COMPETITIVITA’, L’EUROPA BOCCIA ANCHE LA LOMBARDIA

«Ma ’ndo vai se la banana non ce l’hai?». Dall’avanspetta­colo zeppo di doppi sensi al­l’economia a senso unico, quel­lo del ritornello ossessivo-re­cessivo, il passo può essere bre­ve. Brevissimo. Soprattutto se si viene a scoprire che la Lom­bardia non fa più parte del club della cosiddetta «Banana blu, la dorsale economica doc simi­le appunto al frutto tropicale (il colore rimanda invece a quello della bandiera europea) che collegava - via Benelux e Bavie­ra - la grande Londra alla nostra regione più produttiva.

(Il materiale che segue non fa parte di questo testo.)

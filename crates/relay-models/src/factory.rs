//! Provider factory for creating clients from configuration.
//!
//! Handles API key resolution: an explicit key wins, then the configured
//! environment variable, then the provider's conventional variable.

use crate::{ClaudeClient, MockProvider, OpenAIClient, OpenRouterClient};
use relay_abstraction::{ModelListing, ProviderClient, ProviderError, ProviderKind};
use serde::{Deserialize, Serialize};
use std::env;
use std::sync::Arc;
use tracing::{debug, error};

/// Configuration for one provider backend.
#[derive(Debug, Clone, PartialEq, Eq, Serialize, Deserialize)]
pub struct ProviderConfig {
    /// Which backend to create.
    pub kind: ProviderKind,
    /// Environment variable holding the API key; defaults per provider.
    #[serde(default, skip_serializing_if = "Option::is_none")]
    pub api_key_env: Option<String>,
    /// Inline API key. Prefer `api_key_env` in checked-in files.
    #[serde(default, skip_serializing_if = "Option::is_none")]
    pub api_key: Option<String>,
    /// Base URL override (proxies, self-hosted gateways, tests).
    #[serde(default, skip_serializing_if = "Option::is_none")]
    pub base_url: Option<String>,
}

impl ProviderConfig {
    /// Creates a configuration that reads the key from the default variable.
    #[must_use]
    pub fn new(kind: ProviderKind) -> Self {
        Self { kind, api_key_env: None, api_key: None, base_url: None }
    }

    /// Sets an explicit API key.
    #[must_use]
    pub fn with_api_key(mut self, api_key: impl Into<String>) -> Self {
        self.api_key = Some(api_key.into());
        self
    }

    /// Sets the base URL.
    #[must_use]
    pub fn with_base_url(mut self, base_url: impl Into<String>) -> Self {
        self.base_url = Some(base_url.into());
        self
    }

    /// The environment variable consulted when no inline key is given.
    #[must_use]
    pub fn key_variable(&self) -> Option<&str> {
        if let Some(name) = self.api_key_env.as_deref() {
            return Some(name);
        }
        match self.kind {
            ProviderKind::OpenRouter => Some("OPENROUTER_API_KEY"),
            ProviderKind::OpenAi => Some("OPENAI_API_KEY"),
            ProviderKind::Anthropic => Some("ANTHROPIC_API_KEY"),
            ProviderKind::Mock => None,
        }
    }

    fn resolve_key(&self) -> Result<String, ProviderError> {
        if let Some(key) = &self.api_key {
            return Ok(key.clone());
        }
        let var = self.key_variable().unwrap_or_default();
        env::var(var).ok().filter(|k| !k.trim().is_empty()).ok_or_else(|| {
            error!(provider = %self.kind, variable = %var, "API key not configured");
            ProviderError::AuthError(format!("{var} environment variable not set"))
        })
    }
}

/// Factory for creating provider clients.
pub struct ProviderFactory;

impl ProviderFactory {
    /// Creates a provider client from the given configuration.
    ///
    /// # Errors
    /// Returns `ProviderError::AuthError` when the provider needs a key and
    /// none can be found.
    pub fn create(config: &ProviderConfig) -> Result<Arc<dyn ProviderClient>, ProviderError> {
        debug!(provider = %config.kind, "Creating provider client");

        match config.kind {
            ProviderKind::Mock => Ok(Arc::new(MockProvider::default())),
            ProviderKind::OpenRouter => Ok(Arc::new(Self::openrouter(config)?)),
            ProviderKind::OpenAi => {
                let mut client = OpenAIClient::with_api_key(config.resolve_key()?);
                if let Some(url) = &config.base_url {
                    client = client.with_base_url(url.clone());
                }
                Ok(Arc::new(client))
            }
            ProviderKind::Anthropic => {
                let mut client = ClaudeClient::with_api_key(config.resolve_key()?);
                if let Some(url) = &config.base_url {
                    client = client.with_base_url(url.clone());
                }
                Ok(Arc::new(client))
            }
        }
    }

    /// Creates the model-listing endpoint for providers that expose one.
    ///
    /// Only OpenRouter publishes a usable live listing; other kinds return `Ok(None)`.
    ///
    /// # Errors
    /// Returns `ProviderError::AuthError` when the key is missing.
    pub fn create_listing(
        config: &ProviderConfig,
    ) -> Result<Option<Arc<dyn ModelListing>>, ProviderError> {
        match config.kind {
            ProviderKind::OpenRouter => Ok(Some(Arc::new(Self::openrouter(config)?))),
            _ => Ok(None),
        }
    }

    fn openrouter(config: &ProviderConfig) -> Result<OpenRouterClient, ProviderError> {
        let mut client = OpenRouterClient::with_api_key(config.resolve_key()?);
        if let Some(url) = &config.base_url {
            client = client.with_base_url(url.clone());
        }
        Ok(client)
    }
}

 Insomma: abbiamo perso l’unico bollino d’eccellenza an­cora rimasto, la sola medaglia di caratura internazionale da appuntare al petto del nostro sfilacciato tessuto economico. Un’umiliazione per l’homo fa­ber lumbard inflitta dall’ulti­mo rapporto Ue sulla competiti­vità, da cui è però soprattutto l’Italia a uscire a pezzi, sempre più inghiottita verso la parte estrema della classifica. Le cifre raccontano già tutto: sui 262 posti della graduatoria, la Sici­lia occupa il 235esimo, e il grafi­co qui accanto è una perfetta sintesi della nostra situazione; la Lombardia, la prima tra le regioni italiane, non rientra nep­pure nella top 100 scivolando mestamente dal 95esimo al 128esimo gradino, a distanza si­derale dalle prime della classe (olandesi, inglesi e svedesi). Colpa di Mario Monti, attacca il governatore della Lombardia, Roberto Maroni, di una «linea basata soltanto sul rigore e sul­l’aumento della pressione fisca­le, che ha penalizzato il Nord e, in particolare, la Lombardia e il suo sistema produttivo».

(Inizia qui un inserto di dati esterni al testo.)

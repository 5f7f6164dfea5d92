// Error types for orchestration

use relay_abstraction::ProviderError;
use relay_core::{StoreError, TransitionError};
use thiserror::Error;

use crate::config::ConfigError;

/// Result type for orchestration operations
pub type Result<T> = std::result::Result<T, OrchestrationError>;

/// Orchestration errors
#[derive(Debug, Error)]
pub enum OrchestrationError {
    /// Persistence failure, including refused transitions
    #[error(transparent)]
    Store(#[from] StoreError),

    /// Transition refused before reaching the store
    #[error(transparent)]
    Transition(#[from] TransitionError),

    /// Provider construction failed
    #[error("Provider error: {0}")]
    Provider(#[from] ProviderError),

    /// The task has no open run to process, or another caller holds it
    #[error("Task {task_id} cannot be processed: {reason}")]
    NotRunnable { task_id: String, reason: &'static str },

    /// Configuration was unusable
    #[error(transparent)]
    Config(#[from] ConfigError),

    /// A worker task panicked or was aborted
    #[error("Worker error: {0}")]
    Worker(String),
}

impl OrchestrationError {
    /// The underlying transition error, if this is one.
    #[must_use]
    pub fn as_transition(&self) -> Option<&TransitionError> {
        match self {
            Self::Transition(err) => Some(err),
            Self::Store(err) => err.as_transition(),
            _ => None,
        }
    }
}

Più in generale, il rapporto è «una fotografia impietosa dello stato delle regioni italiane. Di come il Centro-Nord abbia per­so competitività e si trovi in diffi­coltà­ fanno rilevare fonti euro­pee - . E l’indicatore, seppure non sia basato su dati freschissi­mi (2010-2011-2012) è uno stru­mento utile per preparare la nuova programmazione». Non a caso, nonostante i tagli del bu­dget Ue 2014-2020, l’Italia è riu­scita comunque a strappare 29,238 miliardi, più o meno una cifra analoga al passato, proprio perché le sue regioni, anche le più sviluppate, hanno problemi.

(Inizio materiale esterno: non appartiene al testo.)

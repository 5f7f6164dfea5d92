//! SQLite task store.
//!
//! Tasks live in one row each; history and artifacts are append-only logs
//! keyed by `(task_id, seq)` with a unique `(task_id, message_id)` /
//! `(task_id, artifact_id)` constraint, which is what makes appends idempotent.

use async_trait::async_trait;
use chrono::{DateTime, Utc};
use rusqlite::{Connection, OptionalExtension, Row, params};
use std::path::Path;
use std::sync::{Mutex, MutexGuard, PoisonError};
use tracing::{debug, info};

use super::{StoreError, StoreResult, TaskStore};
use crate::lifecycle::TaskStateMachine;
use crate::models::{Artifact, Message, Task, TaskId, TaskKind, TaskState, TaskStatus};

const SCHEMA: &str = r#"
    PRAGMA foreign_keys = ON;

    CREATE TABLE IF NOT EXISTS tasks (
        id TEXT PRIMARY KEY,
        context_id TEXT NOT NULL,
        kind TEXT NOT NULL DEFAULT 'task',
        state TEXT NOT NULL,
        status_message TEXT,
        status_timestamp TEXT NOT NULL,
        assigned_agent TEXT,
        priority INTEGER NOT NULL DEFAULT 0,
        created_at TEXT NOT NULL,
        started_at TEXT,
        completed_at TEXT
    );

    CREATE TABLE IF NOT EXISTS task_messages (
        task_id TEXT NOT NULL REFERENCES tasks(id) ON DELETE CASCADE,
        seq INTEGER NOT NULL,
        message_id TEXT NOT NULL,
        message_json TEXT NOT NULL,
        PRIMARY KEY (task_id, seq),
        UNIQUE (task_id, message_id)
    );

    CREATE TABLE IF NOT EXISTS task_artifacts (
        task_id TEXT NOT NULL REFERENCES tasks(id) ON DELETE CASCADE,
        seq INTEGER NOT NULL,
        artifact_id TEXT NOT NULL,
        artifact_json TEXT NOT NULL,
        PRIMARY KEY (task_id, seq),
        UNIQUE (task_id, artifact_id)
    );

    CREATE INDEX IF NOT EXISTS idx_tasks_created_at ON tasks(created_at);
"#;

const TASK_COLUMNS: &str = "id, context_id, state, status_message, status_timestamp, \
     assigned_agent, priority, created_at, started_at, completed_at";

/// Task store backed by a SQLite database.
///
/// A single connection is shared behind a mutex; every mutation runs in its
/// own transaction.
pub struct SqliteTaskStore {
    conn: Mutex<Connection>,
}

impl std::fmt::Debug for SqliteTaskStore {
    fn fmt(&self, f: &mut std::fmt::Formatter<'_>) -> std::fmt::Result {
        f.debug_struct("SqliteTaskStore").finish_non_exhaustive()
    }
}

impl SqliteTaskStore {
    /// Opens (or creates) a database file and initializes the schema.
    ///
    /// # Errors
    /// * `StoreError::Sqlite` - If the database cannot be opened or migrated
    pub fn open(path: impl AsRef<Path>) -> StoreResult<Self> {
        let conn = Connection::open(path.as_ref())?;
        info!(path = %path.as_ref().display(), "Opened task database");
        Self::with_connection(conn)
    }

    /// Opens an in-memory database.
    ///
    /// # Errors
    /// * `StoreError::Sqlite` - If schema creation fails
    pub fn open_in_memory() -> StoreResult<Self> {
        Self::with_connection(Connection::open_in_memory()?)
    }

    fn with_connection(conn: Connection) -> StoreResult<Self> {
        conn.execute_batch(SCHEMA)?;
        Ok(Self { conn: Mutex::new(conn) })
    }

    fn conn(&self) -> MutexGuard<'_, Connection> {
        self.conn.lock().unwrap_or_else(PoisonError::into_inner)
    }
}

/// Parses a JSON column into a deserializable type.
fn parse_json_field<T>(row: &Row, idx: usize, column_name: &str) -> rusqlite::Result<T>
where
    T: serde::de::DeserializeOwned,
{
    let json_str: String = row.get(idx)?;
    serde_json::from_str(&json_str).map_err(|_| invalid_column(idx, column_name))
}

/// Parses an RFC3339 timestamp column.
fn parse_timestamp(row: &Row, idx: usize, column_name: &str) -> rusqlite::Result<DateTime<Utc>> {
    let raw: String = row.get(idx)?;
    DateTime::parse_from_rfc3339(&raw)
        .map(|dt| dt.with_timezone(&Utc))
        .map_err(|_| invalid_column(idx, column_name))
}

fn parse_optional_timestamp(
    row: &Row,
    idx: usize,
    column_name: &str,
) -> rusqlite::Result<Option<DateTime<Utc>>> {
    let raw: Option<String> = row.get(idx)?;
    raw.map(|s| {
        DateTime::parse_from_rfc3339(&s)
            .map(|dt| dt.with_timezone(&Utc))
            .map_err(|_| invalid_column(idx, column_name))
    })
    .transpose()
}

fn parse_state(row: &Row, idx: usize) -> rusqlite::Result<TaskState> {
    let raw: String = row.get(idx)?;
    raw.parse().map_err(|_| invalid_column(idx, "state"))
}

fn invalid_column(idx: usize, column_name: &str) -> rusqlite::Error {
    rusqlite::Error::InvalidColumnType(idx, column_name.to_string(), rusqlite::types::Type::Text)
}

fn row_to_task(row: &Row) -> rusqlite::Result<Task> {
    Ok(Task {
        id: row.get(0)?,
        context_id: row.get(1)?,
        kind: TaskKind::Task,
        status: TaskStatus {
            state: parse_state(row, 2)?,
            message: row.get(3)?,
            timestamp: parse_timestamp(row, 4, "status_timestamp")?,
        },
        history: Vec::new(),
        artifacts: Vec::new(),
        assigned_agent: row.get(5)?,
        priority: row.get(6)?,
        created_at: parse_timestamp(row, 7, "created_at")?,
        started_at: parse_optional_timestamp(row, 8, "started_at")?,
        completed_at: parse_optional_timestamp(row, 9, "completed_at")?,
    })
}

fn load_task(conn: &Connection, id: &str) -> StoreResult<Task> {
    let sql = format!("SELECT {TASK_COLUMNS} FROM tasks WHERE id = ?1");
    let mut task = conn
        .query_row(&sql, params![id], row_to_task)
        .optional()?
        .ok_or_else(|| StoreError::NotFound(id.to_string()))?;

    let mut stmt =
        conn.prepare("SELECT message_json FROM task_messages WHERE task_id = ?1 ORDER BY seq")?;
    task.history = stmt
        .query_map(params![id], |row| parse_json_field::<Message>(row, 0, "message_json"))?
        .collect::<Result<Vec<_>, _>>()?;

    let mut stmt =
        conn.prepare("SELECT artifact_json FROM task_artifacts WHERE task_id = ?1 ORDER BY seq")?;
    task.artifacts = stmt
        .query_map(params![id], |row| parse_json_field::<Artifact>(row, 0, "artifact_json"))?
        .collect::<Result<Vec<_>, _>>()?;

    Ok(task)
}

fn context_of(conn: &Connection, id: &str) -> StoreResult<String> {
    conn.query_row("SELECT context_id FROM tasks WHERE id = ?1", params![id], |row| row.get(0))
        .optional()?
        .ok_or_else(|| StoreError::NotFound(id.to_string()))
}

fn rfc3339(ts: Option<DateTime<Utc>>) -> Option<String> {
    ts.map(|t| t.to_rfc3339())
}

#[async_trait]
impl TaskStore for SqliteTaskStore {
    async fn create(&self, task: Task) -> StoreResult<TaskId> {
        task.validate_new()?;
        let mut conn = self.conn();
        let tx = conn.transaction()?;

        let exists: Option<i64> = tx
            .query_row("SELECT 1 FROM tasks WHERE id = ?1", params![task.id], |row| row.get(0))
            .optional()?;
        if exists.is_some() {
            return Err(StoreError::Duplicate(task.id));
        }

        tx.execute(
            "INSERT INTO tasks (id, context_id, kind, state, status_message, status_timestamp, assigned_agent, priority, created_at, started_at, completed_at) VALUES (?1, ?2, 'task', ?3, ?4, ?5, ?6, ?7, ?8, ?9, ?10)",
            params![
                task.id,
                task.context_id,
                task.status.state.as_str(),
                task.status.message,
                task.status.timestamp.to_rfc3339(),
                task.assigned_agent,
                task.priority,
                task.created_at.to_rfc3339(),
                rfc3339(task.started_at),
                rfc3339(task.completed_at),
            ],
        )?;
        for (seq, message) in task.history.iter().enumerate() {
            tx.execute(
                "INSERT INTO task_messages (task_id, seq, message_id, message_json) VALUES (?1, ?2, ?3, ?4)",
                params![task.id, seq as i64 + 1, message.message_id, serde_json::to_string(message)?],
            )?;
        }
        tx.commit()?;

        info!(task_id = %task.id, "Created task");
        Ok(task.id)
    }

    async fn get(&self, id: &str) -> StoreResult<Task> {
        load_task(&self.conn(), id)
    }

    async fn update_status(
        &self,
        id: &str,
        state: TaskState,
        message: Option<String>,
    ) -> StoreResult<Task> {
        let mut conn = self.conn();
        let tx = conn.transaction()?;
        let mut task = load_task(&tx, id)?;
        TaskStateMachine::apply(&mut task, state, message)?;

        tx.execute(
            "UPDATE tasks SET state = ?2, status_message = ?3, status_timestamp = ?4, started_at = ?5, completed_at = ?6 WHERE id = ?1",
            params![
                id,
                task.status.state.as_str(),
                task.status.message,
                task.status.timestamp.to_rfc3339(),
                rfc3339(task.started_at),
                rfc3339(task.completed_at),
            ],
        )?;
        tx.commit()?;
        Ok(task)
    }

    async fn append_message(&self, id: &str, mut message: Message) -> StoreResult<()> {
        let mut conn = self.conn();
        let tx = conn.transaction()?;
        message.context_id = context_of(&tx, id)?;
        message.task_id = id.to_string();

        let inserted = tx.execute(
            "INSERT OR IGNORE INTO task_messages (task_id, seq, message_id, message_json) \
             SELECT ?1, COALESCE(MAX(seq), 0) + 1, ?2, ?3 FROM task_messages WHERE task_id = ?1",
            params![id, message.message_id, serde_json::to_string(&message)?],
        )?;
        tx.commit()?;

        if inserted == 0 {
            debug!(task_id = %id, message_id = %message.message_id, "Message already recorded");
        }
        Ok(())
    }

    async fn append_artifact(&self, id: &str, artifact: Artifact) -> StoreResult<()> {
        let mut conn = self.conn();
        let tx = conn.transaction()?;
        context_of(&tx, id)?;

        let inserted = tx.execute(
            "INSERT OR IGNORE INTO task_artifacts (task_id, seq, artifact_id, artifact_json) \
             SELECT ?1, COALESCE(MAX(seq), 0) + 1, ?2, ?3 FROM task_artifacts WHERE task_id = ?1",
            params![id, artifact.artifact_id, serde_json::to_string(&artifact)?],
        )?;
        tx.commit()?;

        if inserted == 0 {
            debug!(task_id = %id, artifact_id = %artifact.artifact_id, "Artifact already recorded");
        }
        Ok(())
    }

    async fn list(&self) -> StoreResult<Vec<Task>> {
        let conn = self.conn();
        let mut stmt = conn.prepare("SELECT id FROM tasks ORDER BY created_at DESC, id")?;
        let ids = stmt
            .query_map([], |row| row.get::<_, String>(0))?
            .collect::<Result<Vec<_>, _>>()?;
        ids.iter().map(|id| load_task(&conn, id)).collect()
    }

    async fn delete(&self, id: &str) -> StoreResult<()> {
        let mut conn = self.conn();
        let tx = conn.transaction()?;
        tx.execute("DELETE FROM task_messages WHERE task_id = ?1", params![id])?;
        tx.execute("DELETE FROM task_artifacts WHERE task_id = ?1", params![id])?;
        let removed = tx.execute("DELETE FROM tasks WHERE id = ?1", params![id])?;
        if removed == 0 {
            return Err(StoreError::NotFound(id.to_string()));
        }
        tx.commit()?;
        info!(task_id = %id, "Deleted task");
        Ok(())
    }
}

 Nulla in fondo di cui stupirsi, se solo si ricorda che la Peniso­la, rispetto ai livelli pre-crisi, ha perso circa 8 punti di pil e non è ancora uscita dalla recessione; che il tasso di disoccupazione veleggia sopra il 12%, con pun­te di quasi il 40% tra i giovani; che le aziende, vuoi per un ac­cesso al credito bancario com­plicato come una corsa a osta­coli, vuoi per una pressione fi­scale insostenibile, hanno pra­ticamente smesso d’investire e, dunque, di fare impresa. Poi, nel calderone possiamo butta­re pure le riforme strutturali mai fatte e quelle nate male o pa­sticciate, ma è tutto il «sistema Italia» a mostrare falle. Messe a nudo dal lavoro di cesello della Commissione Ue. Che, come è ovvio, guarda alla capacità del­le imprese di stare sul mercato, espandersi e fare profitti. Ma un occhio viene posto anche su altro: dalla qualità delle istitu­zioni, alla stabilità macroeco­nomica; dalle infrastrutture al sistema sanitario;dal grado del­l’istruzione all’«efficienza» (università, mercato del lavoro, eccetera), fino all’«innova­zione» intesa anche come livel­lo tecnologico.
 Insomma: da come l’Italia è messa, per risalire la china ser­ve uno sforzo titanico. Quasi come raddrizzare una banana.